Retype, word for word, every line of the records below starting at the one that contains "number of generations." and ending at the one that contains "pub fn operators(&self)"; include both of those lines and nothing more.

### Stored items:

>>>

//! GA configuration.
//!
//! [`GaConfig`] holds all parameters that control the evolutionary loop.

use serde::{Deserialize, Serialize};

use super::operators::{DEFAULT_CROSSOVER_BIAS, DEFAULT_MUTATION_PROBABILITY, GeneticOperators};
use crate::validation::{ValidationResult, validate_config};

/// Configuration for the timetabling GA.
///
/// Every field has a default, so a partial JSON/TOML document deserializes
/// into a complete configuration.
///
/// # Defaults
///
/// ```
/// use u_timetable::ga::GaConfig;
///
/// let config = GaConfig::default();
/// assert_eq!(config.population_size, 10);
/// assert_eq!(config.max_generations, 100);
/// ```
///
/// # Builder Pattern
///
/// ```
/// use u_timetable::ga::GaConfig;
///
/// let config = GaConfig::default()
///     .with_population_size(50)
///     .with_mutation_probability(0.2)
///     .with_elite_count(1)
///     .with_seed(7);
/// ```
#[derive(Debug, Clone, PartialEq, Serialize, Deserialize)]
#[serde(default)]
pub struct GaConfig {
    /// Number of individuals per generation. Must be at least 2.
    pub population_size: usize,

    /// Generation budget. The run stops after evaluating this many
    /// generations even without a conflict-free schedule.
    pub max_generations: usize,

    /// Probability of mutating each child after crossover (0.0–1.0).
    pub mutation_probability: f64,

    /// Probability of taking each gene from the first parent (0.0–1.0).
    pub crossover_bias: f64,

    /// Number of top individuals copied unchanged into the next generation.
    ///
    /// 0 reproduces every slot by crossover, so the best individual of a
    /// generation may be lost. Any positive value makes the best fitness
    /// non-decreasing across generations.
    pub elite_count: usize,

    /// Whether to evaluate and reproduce in parallel using rayon.
    ///
    /// Results are identical either way for a given seed.
    pub parallel: bool,

    /// Random seed for reproducibility.
    ///
    /// `None` uses a random seed.
    pub seed: Option<u64>,
}

impl Default for GaConfig {
    fn default() -> Self {
        Self {
            population_size: 10,
            max_generations: 100,
            mutation_probability: DEFAULT_MUTATION_PROBABILITY,
            crossover_bias: DEFAULT_CROSSOVER_BIAS,
            elite_count: 0,
            parallel: true,
            seed: None,
        }
    }
}

impl GaConfig {
    /// Sets the population size.
    pub fn with_population_size(mut self, n: usize) -> Self {
        self.population_size = n;
        self
    }

    /// Sets the maximum number of generations.
    pub fn with_max_generations(mut self, n: usize) -> Self {
        self.max_generations = n;
        self
    }

    /// Sets the mutation probability.
    pub fn with_mutation_probability(mut self, p: f64) -> Self {
        self.mutation_probability = p.clamp(0.0, 1.0);
        self
    }

    /// Sets the crossover bias.
    pub fn with_crossover_bias(mut self, bias: f64) -> Self {
        self.crossover_bias = bias.clamp(0.0, 1.0);
        self
    }

    /// Sets the elite count.
    pub fn with_elite_count(mut self, n: usize) -> Self {
        self.elite_count = n;
        self
    }

    /// Enables or disables parallel evaluation.
    pub fn with_parallel(mut self, parallel: bool) -> Self {
        self.parallel = parallel;
        self
    }

    /// Sets the random seed for reproducibility.
    pub fn with_seed(mut self, seed: u64) -> Self {
        self.seed = Some(seed);
        self
    }

    /// Size of the parent pool: the top half, rounded down.
    ///
    /// Never below 2 (or the population size, if smaller), since every
    /// pairing needs two distinct parents.
    #[inline]
    pub fn parent_pool_size(&self) -> usize {
        (self.population_size / 2).max(2).min(self.population_size)
    }

    /// Operators configured by this config.
    pub fn operators(&self) -> GeneticOperators {
        GeneticOperators::new(self.crossover_bias, self.mutation_probability)
    }

    /// Validates the configuration.
    ///
    /// Returns every detected problem, not just the first.
    pub fn validate(&self) -> ValidationResult {
        validate_config(self)
    }
}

<<<

### Your solution:
    /// Sets the maximum number of generations.
    pub fn with_max_generations(mut self, n: usize) -> Self {
        self.max_generations = n;
        self
    }

    /// Sets the mutation probability.
    pub fn with_mutation_probability(mut self, p: f64) -> Self {
        self.mutation_probability = p.clamp(0.0, 1.0);
        self
    }

    /// Sets the crossover bias.
    pub fn with_crossover_bias(mut self, bias: f64) -> Self {
        self.crossover_bias = bias.clamp(0.0, 1.0);
        self
    }

    /// Sets the elite count.
    pub fn with_elite_count(mut self, n: usize) -> Self {
        self.elite_count = n;
        self
    }

    /// Enables or disables parallel evaluation.
    pub fn with_parallel(mut self, parallel: bool) -> Self {
        self.parallel = parallel;
        self
    }

    /// Sets the random seed for reproducibility.
    pub fn with_seed(mut self, seed: u64) -> Self {
        self.seed = Some(seed);
        self
    }

    /// Size of the parent pool: the top half, rounded down.
    ///
    /// Never below 2 (or the population size, if smaller), since every
    /// pairing needs two distinct parents.
    #[inline]
    pub fn parent_pool_size(&self) -> usize {
        (self.population_size / 2).max(2).min(self.population_size)
    }

    /// Operators configured by this config.
    pub fn operators(&self) -> GeneticOperators {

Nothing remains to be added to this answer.